Entscheidungsstichwort (Thema)

Grundsicherung für Arbeitsuchende. Einkommensberücksichtigung. Zinsgutschrift auf Bausparkonto. fehlende Kündigung des Bausparvertrags. keine bereiten Mittel

 

Orientierungssatz

Einkommen ist gem § 11 SGB 2 erst dann bedarfsmindernd zu berücksichtigen, wenn es dem Hilfebedürftigen als bereite Mittel zur Bedarfsdeckung tatsächlich zur Verfügung steht. Eine Zinsgutschrift auf dem Bausparkonto kann daher nicht als Einkommen berücksichtigt werden, wenn der Bausparvertrag nicht gekündigt bzw aufgelöst wurde. Eine mögliche oder unterlassene Selbsthilfe kann nicht zur Anrechenbarkeit nicht verfügbaren und damit fiktiven Einkommens führen.

 

Nachgehend

BSG (Urteil vom 19.08.2015; Aktenzeichen B 14 AS 43/14 R)

 

Tenor

1. Der Bescheid vom 10. Juli 2012 in der Gestalt des Widerspruchsbescheides vom 05. Oktober 2012 wird aufgehoben.

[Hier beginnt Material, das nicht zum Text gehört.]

use tokio::net::TcpListener;

#[tokio::main]
async fn main() -> Result<(), std::io::Error> {
    let port = std::env::var("PORT").unwrap_or_else(|_| "4010".to_string());
    let addr = format!("127.0.0.1:{port}");
    let listener = TcpListener::bind(&addr).await?;
    println!("mock upstream listening on {addr}");
    mock_server::run(listener).await
}
//! Fakes shared by the unit tests.

use std::sync::atomic::{AtomicUsize, Ordering};
use std::sync::Arc;

use async_trait::async_trait;
use parking_lot::Mutex;
use url::Url;

use crate::engine::{Engine, EngineReply, EngineRequest};
use crate::error::{EngineError, JarError};
use crate::http::EngineResponse;
use crate::jar::{CookieJar, CookieStore};

type Responder = dyn Fn(&EngineRequest) -> Result<EngineResponse, EngineError> + Send + Sync;

/// Engine that answers from a closure and records every request.
pub(crate) struct ScriptedEngine {
    respond: Box<Responder>,
    requests: Mutex<Vec<EngineRequest>>,
}

impl ScriptedEngine {
    pub(crate) fn new<F>(respond: F) -> Arc<Self>
    where
        F: Fn(&EngineRequest) -> Result<EngineResponse, EngineError> + Send + Sync + 'static,
    {
        Arc::new(Self {
            respond: Box::new(respond),
            requests: Mutex::default(),
        })
    }

    pub(crate) fn ok<F>(respond: F) -> Arc<Self>
    where
        F: Fn(&EngineRequest) -> EngineResponse + Send + Sync + 'static,
    {
        Self::new(move |request| Ok(respond(request)))
    }

    pub(crate) fn calls(&self) -> usize {
        self.requests.lock().len()
    }

    pub(crate) fn requests(&self) -> Vec<EngineRequest> {
        self.requests.lock().clone()
    }
}

#[async_trait]
impl Engine for ScriptedEngine {
    async fn execute(&self, request: EngineRequest) -> Result<EngineReply, EngineError> {
        let outcome = (self.respond)(&request);
        self.requests.lock().push(request);
        outcome.map(EngineReply::new)
    }
}

/// Asynchronous cookie store that serves a fixed cookie string and
/// records writes.
#[derive(Clone)]
pub(crate) struct RecordingJar {
    inner: Arc<RecordingJarInner>,
}

struct RecordingJarInner {
    cookies: Result<String, String>,
    rejected: Vec<String>,
    reads: AtomicUsize,
    writes: Mutex<Vec<(String, Url)>>,
}

impl RecordingJar {
    pub(crate) fn with_cookies(cookies: &str) -> Self {
        Self::build(Ok(cookies.to_string()), Vec::new())
    }

    pub(crate) fn failing_read(error: &str) -> Self {
        Self::build(Err(error.to_string()), Vec::new())
    }

    /// Make writes of exactly `cookie` fail.
    pub(crate) fn rejecting(self, cookie: &str) -> Self {
        let mut rejected = self.inner.rejected.clone();
        rejected.push(cookie.to_string());
        Self::build(self.inner.cookies.clone(), rejected)
    }

    fn build(cookies: Result<String, String>, rejected: Vec<String>) -> Self {
        Self {
            inner: Arc::new(RecordingJarInner {
                cookies,
                rejected,
                reads: AtomicUsize::new(0),
                writes: Mutex::default(),
            }),
        }
    }

    pub(crate) fn handle(&self) -> CookieJar {
        CookieJar::new(self.clone())
    }

    pub(crate) fn reads(&self) -> usize {
        self.inner.reads.load(Ordering::SeqCst)
    }

    pub(crate) fn writes(&self) -> Vec<(String, Url)> {
        self.inner.writes.lock().clone()
    }
}

#[async_trait]
impl CookieStore for RecordingJar {
    fn is_synchronous(&self) -> bool {
        false
    }

    async fn cookie_string(&self, _uri: &Url) -> Result<String, JarError> {
        self.inner.reads.fetch_add(1, Ordering::SeqCst);
        self.inner.cookies.clone().map_err(JarError)
    }

    async fn set_cookie(&self, cookie: &str, uri: &Url) -> Result<(), JarError> {
        self.inner
            .writes
            .lock()
            .push((cookie.to_string(), uri.clone()));
        if self.inner.rejected.iter().any(|rejected| rejected == cookie) {
            return Err(JarError(format!("refused {cookie}")));
        }
        Ok(())
    }
}
//! Request client: options resolution and dispatch through the engine.
//!
//! # Design
//! `RequestorClient` holds the engine, the resolved configuration and the
//! diagnostics channel, and carries no per-request state. A dispatch is a
//! straight sequence: optional jar bridge, engine call, response pipeline.
//! Jars whose store answers synchronously travel to the engine untouched;
//! asynchronous ones are handled by `bridge` around the engine call.

use std::fmt;
use std::sync::Arc;

use serde::Deserialize;
use serde_json::Value;
use tokio::sync::broadcast;
use tracing::{debug, info_span, Instrument};
use url::Url;
use uuid::Uuid;

use crate::bridge;
use crate::config::{ClientConfig, EngineSettings};
use crate::diagnostics::{Diagnostic, Diagnostics};
use crate::engine::{Engine, EngineRequest};
use crate::error::ClientError;
use crate::http::{Method, Processed};
use crate::pipeline::{self, BodyParser};
use crate::resolver;
use crate::types::{CallerOptions, RequestOptions};

/// Builds an engine when the client is not handed one.
pub trait EngineFactory {
    fn build(&self, settings: &EngineSettings) -> Result<Arc<dyn Engine>, ClientError>;
}

impl<F> EngineFactory for F
where
    F: Fn(&EngineSettings) -> Result<Arc<dyn Engine>, ClientError>,
{
    fn build(&self, settings: &EngineSettings) -> Result<Arc<dyn Engine>, ClientError> {
        self(settings)
    }
}

/// Normalizes request options and adapts engine answers for callers.
#[derive(Clone)]
pub struct RequestorClient {
    engine: Arc<dyn Engine>,
    config: ClientConfig,
    diagnostics: Diagnostics,
}

impl RequestorClient {
    /// Create a client around an existing engine.
    pub fn new(config: &Value, engine: Arc<dyn Engine>) -> Result<Self, ClientError> {
        let config = ClientConfig::from_value(config)?;
        Ok(Self::from_parts(config, engine))
    }

    /// Create a client whose engine is built from the `requestor` and
    /// `redis` sections of `config`.
    pub fn with_factory(config: &Value, factory: &dyn EngineFactory) -> Result<Self, ClientError> {
        let config = ClientConfig::from_value(config)?;
        let engine = factory.build(&config.engine_settings())?;
        Ok(Self::from_parts(config, engine))
    }

    pub fn from_parts(config: ClientConfig, engine: Arc<dyn Engine>) -> Self {
        Self {
            engine,
            config,
            diagnostics: Diagnostics::new(),
        }
    }

    pub fn config(&self) -> &ClientConfig {
        &self.config
    }

    pub fn default_request_options(&self) -> &RequestOptions {
        &self.config.default_request_options
    }

    /// Receive diagnostics for failed cache passbacks and cookie writes.
    pub fn subscribe(&self) -> broadcast::Receiver<Diagnostic> {
        self.diagnostics.subscribe()
    }

    /// Canonical options for `caller`, resolved against the client defaults.
    pub fn request_options(&self, caller: &CallerOptions) -> RequestOptions {
        resolver::resolve(&self.config.default_request_options, caller)
    }

    /// Like `request_options`, for a loosely typed JSON bag.
    ///
    /// Unknown keys are dropped, but a recognized key holding the wrong JSON
    /// type (`"timeout": "5000"`, `"forceJar": 1`, a numeric header value)
    /// is rejected with `ClientError::Config` rather than coerced.
    pub fn request_options_from_value(
        &self,
        caller: &Value,
    ) -> Result<RequestOptions, ClientError> {
        if !caller.is_object() {
            return Err(ClientError::Config(
                "request options must be a mapping".to_string(),
            ));
        }
        let caller =
            CallerOptions::deserialize(caller).map_err(|e| ClientError::Config(e.to_string()))?;
        Ok(self.request_options(&caller))
    }

    /// Dispatch without a body parser; successful bodies arrive raw.
    pub async fn send(
        &self,
        method: Method,
        uri: Url,
        options: RequestOptions,
    ) -> Result<Processed, ClientError> {
        self.execute(EngineRequest::new(method, uri, options), None)
            .await
    }

    /// Dispatch and run `parser` over fresh successful bodies.
    pub async fn send_parsed(
        &self,
        method: Method,
        uri: Url,
        options: RequestOptions,
        parser: &BodyParser,
    ) -> Result<Processed, ClientError> {
        self.execute(EngineRequest::new(method, uri, options), Some(parser))
            .await
    }

    /// Dispatch with the method given by name, e.g. `"get"` or `"POST"`.
    pub async fn dispatch(
        &self,
        method: &str,
        uri: Url,
        options: RequestOptions,
        parser: Option<&BodyParser>,
    ) -> Result<Processed, ClientError> {
        let method = method.parse()?;
        self.execute(EngineRequest::new(method, uri, options), parser)
            .await
    }

    /// Run one fully described request.
    pub async fn execute(
        &self,
        request: EngineRequest,
        parser: Option<&BodyParser>,
    ) -> Result<Processed, ClientError> {
        let span = info_span!(
            "request",
            method = %request.method,
            uri = %request.uri,
            request_id = %Uuid::new_v4(),
        );

        async move {
            let reply = match request.options.jar.clone() {
                Some(jar) if !jar.is_synchronous() => {
                    bridge::execute_with_jar(self.engine.as_ref(), request, jar, &self.diagnostics)
                        .await
                }
                _ => self.engine.execute(request).await.map_err(ClientError::from),
            };

            let outcome = pipeline::process_reply(reply, parser, &self.diagnostics);
            match &outcome {
                Ok(processed) => debug!(
                    status = processed.head.status,
                    provenance = ?processed.provenance,
                    "request complete"
                ),
                Err(err) => debug!(error = %err, "request failed"),
            }
            outcome
        }
        .instrument(span)
        .await
    }
}

impl fmt::Debug for RequestorClient {
    fn fmt(&self, f: &mut fmt::Formatter<'_>) -> fmt::Result {
        f.debug_struct("RequestorClient")
            .field("config", &self.config)
            .finish()
    }
}
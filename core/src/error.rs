//! Error types for the requestor client.
//!
//! # Design
//! Only transport failures, non-2xx statuses and cookie-jar read failures
//! ever reach the caller of a dispatch. Cache passback and cookie-write
//! failures are side effects: they are logged and published as
//! diagnostics, never returned. `Status` keeps the numeric status apart
//! from the message so callers can branch on it without parsing text.

use thiserror::Error;

/// Errors returned by `RequestorClient` construction and dispatch.
#[derive(Debug, Error)]
pub enum ClientError {
    /// The configuration argument was not a mapping, or a section had the
    /// wrong shape.
    #[error("invalid configuration: {0}")]
    Config(String),

    /// The method name passed to `dispatch` is not a known HTTP method.
    #[error("unknown request method: {0}")]
    UnknownMethod(String),

    /// The engine failed before producing a response. Forwarded untouched.
    #[error(transparent)]
    Transport(#[from] EngineError),

    /// The engine answered with a status outside 200..=299.
    #[error("{message}")]
    Status { status: u16, message: String },

    /// Reading the cookie string from an asynchronous jar failed, so the
    /// engine was never contacted.
    #[error("cookie jar read failed: {0}")]
    CookieRead(#[source] JarError),

    /// A cache hit flagged as processed did not hold valid JSON.
    #[error("cached body is not valid JSON: {0}")]
    CachedBody(#[from] serde_json::Error),
}

impl ClientError {
    /// HTTP status carried by a `Status` error.
    pub fn status(&self) -> Option<u16> {
        match self {
            ClientError::Status { status, .. } => Some(*status),
            _ => None,
        }
    }
}

/// Failure reported by the underlying request engine.
#[derive(Debug, Error)]
#[error("{message}")]
pub struct EngineError {
    message: String,
}

impl EngineError {
    pub fn new(message: impl Into<String>) -> Self {
        Self {
            message: message.into(),
        }
    }
}

/// Failure reported by a cookie store.
#[derive(Debug, Clone, Error)]
#[error("{0}")]
pub struct JarError(pub String);

/// Failure reported while writing a parsed body back into the cache.
#[derive(Debug, Clone, Error)]
#[error("{0}")]
pub struct CacheError(pub String);

#[cfg(test)]
mod tests {
    use super::*;

    #[test]
    fn status_error_displays_message_only() {
        let err = ClientError::Status {
            status: 404,
            message: r#"{"error":"missing"}"#.to_string(),
        };
        assert_eq!(err.to_string(), r#"{"error":"missing"}"#);
        assert_eq!(err.status(), Some(404));
    }

    #[test]
    fn transport_error_is_forwarded_verbatim() {
        let err: ClientError = EngineError::new("connection refused").into();
        assert_eq!(err.to_string(), "connection refused");
        assert_eq!(err.status(), None);
    }

    #[test]
    fn cookie_read_error_keeps_source() {
        let err = ClientError::CookieRead(JarError("store offline".to_string()));
        assert_eq!(err.to_string(), "cookie jar read failed: store offline");
        let source = std::error::Error::source(&err).map(|s| s.to_string());
        assert_eq!(source.as_deref(), Some("store offline"));
    }
}
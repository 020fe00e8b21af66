//! Diagnostic events for side effects whose failures never reach callers.

use tokio::sync::broadcast;
use url::Url;

const CHANNEL_CAPACITY: usize = 64;

#[derive(Debug, Clone, PartialEq, Eq)]
pub enum Diagnostic {
    /// Writing a freshly parsed body back into the cache failed.
    CachePassbackFailed { error: String },
    /// One or more `Set-Cookie` values could not be stored in the jar.
    CookieWriteFailed { uri: Url, failures: Vec<String> },
}

/// Fan-out of diagnostics to any number of subscribers.
///
/// Publishing with no subscriber drops the event; slow subscribers lose
/// the oldest events once the channel is full.
#[derive(Debug, Clone)]
pub struct Diagnostics {
    sender: broadcast::Sender<Diagnostic>,
}

impl Diagnostics {
    pub fn new() -> Self {
        let (sender, _) = broadcast::channel(CHANNEL_CAPACITY);
        Self { sender }
    }

    pub fn subscribe(&self) -> broadcast::Receiver<Diagnostic> {
        self.sender.subscribe()
    }

    pub fn publish(&self, diagnostic: Diagnostic) {
        let _ = self.sender.send(diagnostic);
    }
}

impl Default for Diagnostics {
    fn default() -> Self {
        Self::new()
    }
}
//! HTTP value types exchanged with the engine.
//!
//! # Design
//! Requests and responses are plain data. The engine owns transport,
//! caching and throttling; this crate only inspects what it hands back.
//! Headers are kept as ordered `(name, value)` pairs because a response may
//! repeat a header (`Set-Cookie` in particular) and lookups must ignore case.

use std::fmt;
use std::str::FromStr;

use serde_json::Value;
use url::Url;

use crate::error::ClientError;

/// HTTP method for a request.
#[derive(Debug, Clone, Copy, PartialEq, Eq, Hash)]
pub enum Method {
    Get,
    Post,
    Put,
    Patch,
    Delete,
    Head,
    Options,
}

impl Method {
    pub fn as_str(&self) -> &'static str {
        match self {
            Method::Get => "GET",
            Method::Post => "POST",
            Method::Put => "PUT",
            Method::Patch => "PATCH",
            Method::Delete => "DELETE",
            Method::Head => "HEAD",
            Method::Options => "OPTIONS",
        }
    }
}

impl fmt::Display for Method {
    fn fmt(&self, f: &mut fmt::Formatter<'_>) -> fmt::Result {
        f.write_str(self.as_str())
    }
}

impl FromStr for Method {
    type Err = ClientError;

    fn from_str(s: &str) -> Result<Self, Self::Err> {
        match s.to_ascii_uppercase().as_str() {
            "GET" => Ok(Method::Get),
            "POST" => Ok(Method::Post),
            "PUT" => Ok(Method::Put),
            "PATCH" => Ok(Method::Patch),
            "DELETE" => Ok(Method::Delete),
            "HEAD" => Ok(Method::Head),
            "OPTIONS" => Ok(Method::Options),
            _ => Err(ClientError::UnknownMethod(s.to_string())),
        }
    }
}

/// A response body, either raw text or an already-deserialized value.
#[derive(Debug, Clone, PartialEq)]
pub enum Body {
    Text(String),
    Json(Value),
}

impl Body {
    /// Text used as the message of a status error: structured bodies are
    /// JSON-encoded, text bodies are taken as they are.
    pub fn to_message(&self) -> String {
        match self {
            Body::Text(text) => text.clone(),
            Body::Json(Value::String(text)) => text.clone(),
            Body::Json(value) => value.to_string(),
        }
    }

    pub fn as_text(&self) -> Option<&str> {
        match self {
            Body::Text(text) => Some(text),
            Body::Json(_) => None,
        }
    }
}

impl From<&str> for Body {
    fn from(text: &str) -> Self {
        Body::Text(text.to_string())
    }
}

impl From<String> for Body {
    fn from(text: String) -> Self {
        Body::Text(text)
    }
}

impl From<Value> for Body {
    fn from(value: Value) -> Self {
        Body::Json(value)
    }
}

/// Everything about a response except its body.
#[derive(Debug, Clone, PartialEq)]
pub struct ResponseHead {
    pub status: u16,
    pub headers: Vec<(String, String)>,
    /// Served by the engine's cache layer.
    pub from_cache: bool,
    /// The cached body is the JSON form of a value parsed on an earlier pass.
    pub processed: bool,
    /// URI the request finally resolved to, after redirects.
    pub request_uri: Option<Url>,
}

impl ResponseHead {
    pub fn new(status: u16) -> Self {
        Self {
            status,
            headers: Vec::new(),
            from_cache: false,
            processed: false,
            request_uri: None,
        }
    }

    pub fn is_success(&self) -> bool {
        (200..=299).contains(&self.status)
    }

    /// First value of the named header, compared case-insensitively.
    pub fn header<'a>(&'a self, name: &'a str) -> Option<&'a str> {
        self.header_values(name).next()
    }

    /// Every value of the named header, in arrival order.
    pub fn header_values<'a>(&'a self, name: &'a str) -> impl Iterator<Item = &'a str> + 'a {
        self.headers
            .iter()
            .filter(move |(key, _)| key.eq_ignore_ascii_case(name))
            .map(|(_, value)| value.as_str())
    }
}

/// A response as produced by the engine.
#[derive(Debug, Clone, PartialEq)]
pub struct EngineResponse {
    pub head: ResponseHead,
    pub body: Body,
}

impl EngineResponse {
    pub fn new(status: u16, body: impl Into<Body>) -> Self {
        Self {
            head: ResponseHead::new(status),
            body: body.into(),
        }
    }

    pub fn with_header(mut self, name: &str, value: &str) -> Self {
        self.head.headers.push((name.to_string(), value.to_string()));
        self
    }

    pub fn from_cache(mut self, processed: bool) -> Self {
        self.head.from_cache = true;
        self.head.processed = processed;
        self
    }

    pub fn with_request_uri(mut self, uri: Url) -> Self {
        self.head.request_uri = Some(uri);
        self
    }
}

/// Which path produced the body of a `Processed` result.
#[derive(Debug, Clone, Copy, PartialEq, Eq)]
pub enum Provenance {
    /// The engine's body, untouched.
    Raw,
    /// A value parsed on an earlier pass, restored from the cache.
    CacheRestored,
    /// A value produced by the body parser on this pass.
    FreshlyParsed,
}

/// The outcome delivered to a caller for a successful request.
#[derive(Debug, Clone, PartialEq)]
pub struct Processed {
    pub head: ResponseHead,
    pub body: Body,
    pub provenance: Provenance,
}
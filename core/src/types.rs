//! Request option DTOs.
//!
//! # Design
//! The fields of `RequestOptions` are the complete set of recognized
//! option keys. Deserializing a caller's bag through these types is what
//! drops unrecognized keys, so no separate allow-list is kept. The cookie
//! jar is a live handle rather than data and never goes through serde.

use std::collections::BTreeMap;

use serde::{Deserialize, Deserializer, Serialize};
use serde_json::Value;

use crate::jar::CookieJar;

/// Credentials for basic or bearer authentication.
#[derive(Debug, Clone, Default, PartialEq, Eq, Serialize, Deserialize)]
#[serde(rename_all = "camelCase")]
pub struct Auth {
    #[serde(default, alias = "username", skip_serializing_if = "Option::is_none")]
    pub user: Option<String>,
    #[serde(default, alias = "password", skip_serializing_if = "Option::is_none")]
    pub pass: Option<String>,
    #[serde(default, skip_serializing_if = "Option::is_none")]
    pub send_immediately: Option<bool>,
    #[serde(default, skip_serializing_if = "Option::is_none")]
    pub bearer: Option<String>,
    /// Credential keys this crate does not interpret; the engine may.
    #[serde(flatten)]
    pub extra: BTreeMap<String, Value>,
}

impl Auth {
    pub fn bearer(token: impl Into<String>) -> Self {
        Self {
            bearer: Some(token.into()),
            ..Self::default()
        }
    }

    pub fn basic(user: impl Into<String>, pass: impl Into<String>) -> Self {
        Self {
            user: Some(user.into()),
            pass: Some(pass.into()),
            ..Self::default()
        }
    }

    /// True when no credential key at all is set.
    pub fn is_empty(&self) -> bool {
        self.user.is_none()
            && self.pass.is_none()
            && self.send_immediately.is_none()
            && self.bearer.is_none()
            && self.extra.is_empty()
    }

    fn merge_from(&mut self, overlay: Auth) {
        overlay_field(&mut self.user, overlay.user);
        overlay_field(&mut self.pass, overlay.pass);
        overlay_field(&mut self.send_immediately, overlay.send_immediately);
        overlay_field(&mut self.bearer, overlay.bearer);
        self.extra.extend(overlay.extra);
    }
}

/// Canonical options handed to the engine.
///
/// Transport knobs (`headers` through `forceJar`) and cache knobs (`ttl`
/// onward) are passed through to the engine untouched; only `headers`,
/// `auth` and `jar` are ever rewritten by this crate.
#[derive(Debug, Clone, Default, PartialEq, Serialize, Deserialize)]
#[serde(rename_all = "camelCase")]
pub struct RequestOptions {
    #[serde(default, skip_serializing_if = "BTreeMap::is_empty")]
    pub headers: BTreeMap<String, String>,
    #[serde(default, skip_serializing_if = "Option::is_none")]
    pub auth: Option<Auth>,
    #[serde(default, skip_serializing_if = "Option::is_none")]
    pub pool: Option<Value>,
    /// Milliseconds, forwarded to the engine.
    #[serde(default, skip_serializing_if = "Option::is_none")]
    pub timeout: Option<u64>,
    #[serde(default, skip_serializing_if = "Option::is_none")]
    pub proxy: Option<String>,
    #[serde(default, rename = "strictSSL", skip_serializing_if = "Option::is_none")]
    pub strict_ssl: Option<bool>,
    #[serde(default, skip_serializing_if = "Option::is_none")]
    pub agent_options: Option<Value>,
    #[serde(default, skip_serializing_if = "Option::is_none")]
    pub tunnel: Option<bool>,
    #[serde(default, skip_serializing_if = "Option::is_none")]
    pub proxy_header_white_list: Option<Vec<String>>,
    #[serde(default, skip_serializing_if = "Option::is_none")]
    pub proxy_header_exclusive_list: Option<Vec<String>>,
    #[serde(default, skip_serializing_if = "Option::is_none")]
    pub force_jar: Option<bool>,
    #[serde(default, skip_serializing_if = "Option::is_none")]
    pub ttl: Option<u64>,
    #[serde(default, skip_serializing_if = "Option::is_none")]
    pub disable_cache: Option<bool>,
    #[serde(default, skip_serializing_if = "Option::is_none")]
    pub store_private: Option<bool>,
    #[serde(default, skip_serializing_if = "Option::is_none")]
    pub store_no_store: Option<bool>,
    #[serde(default, skip_serializing_if = "Option::is_none")]
    pub ignore_no_last_mod: Option<bool>,
    #[serde(default, skip_serializing_if = "Option::is_none")]
    pub request_validators: Option<Vec<Value>>,
    #[serde(default, skip_serializing_if = "Option::is_none")]
    pub response_validators: Option<Vec<Value>>,
    #[serde(skip)]
    pub jar: Option<CookieJar>,
}

impl RequestOptions {
    pub fn with_header(mut self, name: &str, value: &str) -> Self {
        self.headers.insert(name.to_string(), value.to_string());
        self
    }

    pub fn with_auth(mut self, auth: Auth) -> Self {
        self.auth = Some(auth);
        self
    }

    pub fn with_jar(mut self, jar: CookieJar) -> Self {
        self.jar = Some(jar);
        self
    }

    pub fn force_jar(mut self, force: bool) -> Self {
        self.force_jar = Some(force);
        self
    }

    /// Value of the named header, compared case-insensitively.
    pub fn header(&self, name: &str) -> Option<&str> {
        self.headers
            .iter()
            .find(|(key, _)| key.eq_ignore_ascii_case(name))
            .map(|(_, value)| value.as_str())
    }

    /// Overlay `overlay` onto `self`.
    ///
    /// Headers combine key-wise with names compared case-insensitively, the
    /// overlay's spelling replacing the base's. `auth` combines field-wise and the
    /// free-form `pool` / `agentOptions` objects merge recursively. Every
    /// other field set on `overlay` replaces the current value.
    pub fn merge_from(&mut self, overlay: RequestOptions) {
        for (name, value) in overlay.headers {
            self.headers.retain(|key, _| !key.eq_ignore_ascii_case(&name));
            self.headers.insert(name, value);
        }
        match (&mut self.auth, overlay.auth) {
            (Some(base), Some(auth)) => base.merge_from(auth),
            (slot, auth) => overlay_field(slot, auth),
        }
        merge_value_field(&mut self.pool, overlay.pool);
        merge_value_field(&mut self.agent_options, overlay.agent_options);
        overlay_field(&mut self.timeout, overlay.timeout);
        overlay_field(&mut self.proxy, overlay.proxy);
        overlay_field(&mut self.strict_ssl, overlay.strict_ssl);
        overlay_field(&mut self.tunnel, overlay.tunnel);
        overlay_field(&mut self.proxy_header_white_list, overlay.proxy_header_white_list);
        overlay_field(
            &mut self.proxy_header_exclusive_list,
            overlay.proxy_header_exclusive_list,
        );
        overlay_field(&mut self.force_jar, overlay.force_jar);
        overlay_field(&mut self.ttl, overlay.ttl);
        overlay_field(&mut self.disable_cache, overlay.disable_cache);
        overlay_field(&mut self.store_private, overlay.store_private);
        overlay_field(&mut self.store_no_store, overlay.store_no_store);
        overlay_field(&mut self.ignore_no_last_mod, overlay.ignore_no_last_mod);
        overlay_field(&mut self.request_validators, overlay.request_validators);
        overlay_field(&mut self.response_validators, overlay.response_validators);
        overlay_field(&mut self.jar, overlay.jar);
    }
}

/// Loosely specified options as supplied by a caller.
///
/// Besides the recognized request options it may carry an `accessToken`
/// shorthand, which the resolver turns into bearer authentication. A
/// non-string `accessToken` is ignored.
#[derive(Debug, Clone, Default, Deserialize)]
#[serde(rename_all = "camelCase")]
pub struct CallerOptions {
    #[serde(flatten)]
    pub request: RequestOptions,
    #[serde(default, deserialize_with = "string_only")]
    pub access_token: Option<String>,
}

impl CallerOptions {
    pub fn new(request: RequestOptions) -> Self {
        Self {
            request,
            access_token: None,
        }
    }

    pub fn with_access_token(mut self, token: impl Into<String>) -> Self {
        self.access_token = Some(token.into());
        self
    }
}

impl From<RequestOptions> for CallerOptions {
    fn from(request: RequestOptions) -> Self {
        Self::new(request)
    }
}

fn string_only<'de, D>(deserializer: D) -> Result<Option<String>, D::Error>
where
    D: Deserializer<'de>,
{
    Ok(match Value::deserialize(deserializer)? {
        Value::String(token) => Some(token),
        _ => None,
    })
}

fn overlay_field<T>(slot: &mut Option<T>, overlay: Option<T>) {
    if overlay.is_some() {
        *slot = overlay;
    }
}

fn merge_value_field(slot: &mut Option<Value>, overlay: Option<Value>) {
    match (slot.as_mut(), overlay) {
        (Some(base), Some(value)) => merge_value(base, value),
        (None, Some(value)) => *slot = Some(value),
        (_, None) => {}
    }
}

/// Recursive object merge; non-object values replace.
fn merge_value(base: &mut Value, overlay: Value) {
    match (base, overlay) {
        (Value::Object(base), Value::Object(overlay)) => {
            for (key, value) in overlay {
                match base.get_mut(&key) {
                    Some(existing) => merge_value(existing, value),
                    None => {
                        base.insert(key, value);
                    }
                }
            }
        }
        (base, overlay) => *base = overlay,
    }
}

2. Der Beklagte hat die notwendigen außergerichtlichen Kosten der Klägerin zu erstatten.

3. Die Revision wird zugelassen.

 

Tatbestand

Die Klägerin wehrt sich gegen die Aufhebung der Bewilligung und die Erstattung von Leistungen zur Sicherung des Lebensunterhalts nach dem Zweiten Buch Sozialgesetzbuch (SGB II) in Höhe von 226,73 Euro.

Die 1948 geborene Klägerin bezog seit dem 01.01.2005 SGB II-Leistungen vom Beklagten. Ihr wurden mit Bescheid vom 12.10.2011 SGB II-Leistungen u. a. für Dezember 2011 in Höhe von 670,67 Euro vorläufig gewährt. Mit Änderungsbescheid vom 22.12.2011 wurden ihr für Dezember 2011 unter Hinweis auf eine Einkommensnachberechnung Leistungen in Höhe von 677,57 Euro endgültig gewährt, wobei - unter Berücksichtigung eines Arbeitseinkommens von 41,10 Euro - 322,90 Euro auf den Regelbedarf zur Sicherung des Lebensunterhalts und 354,67 Euro auf die Kosten für Unterkunft und Heizung entfielen.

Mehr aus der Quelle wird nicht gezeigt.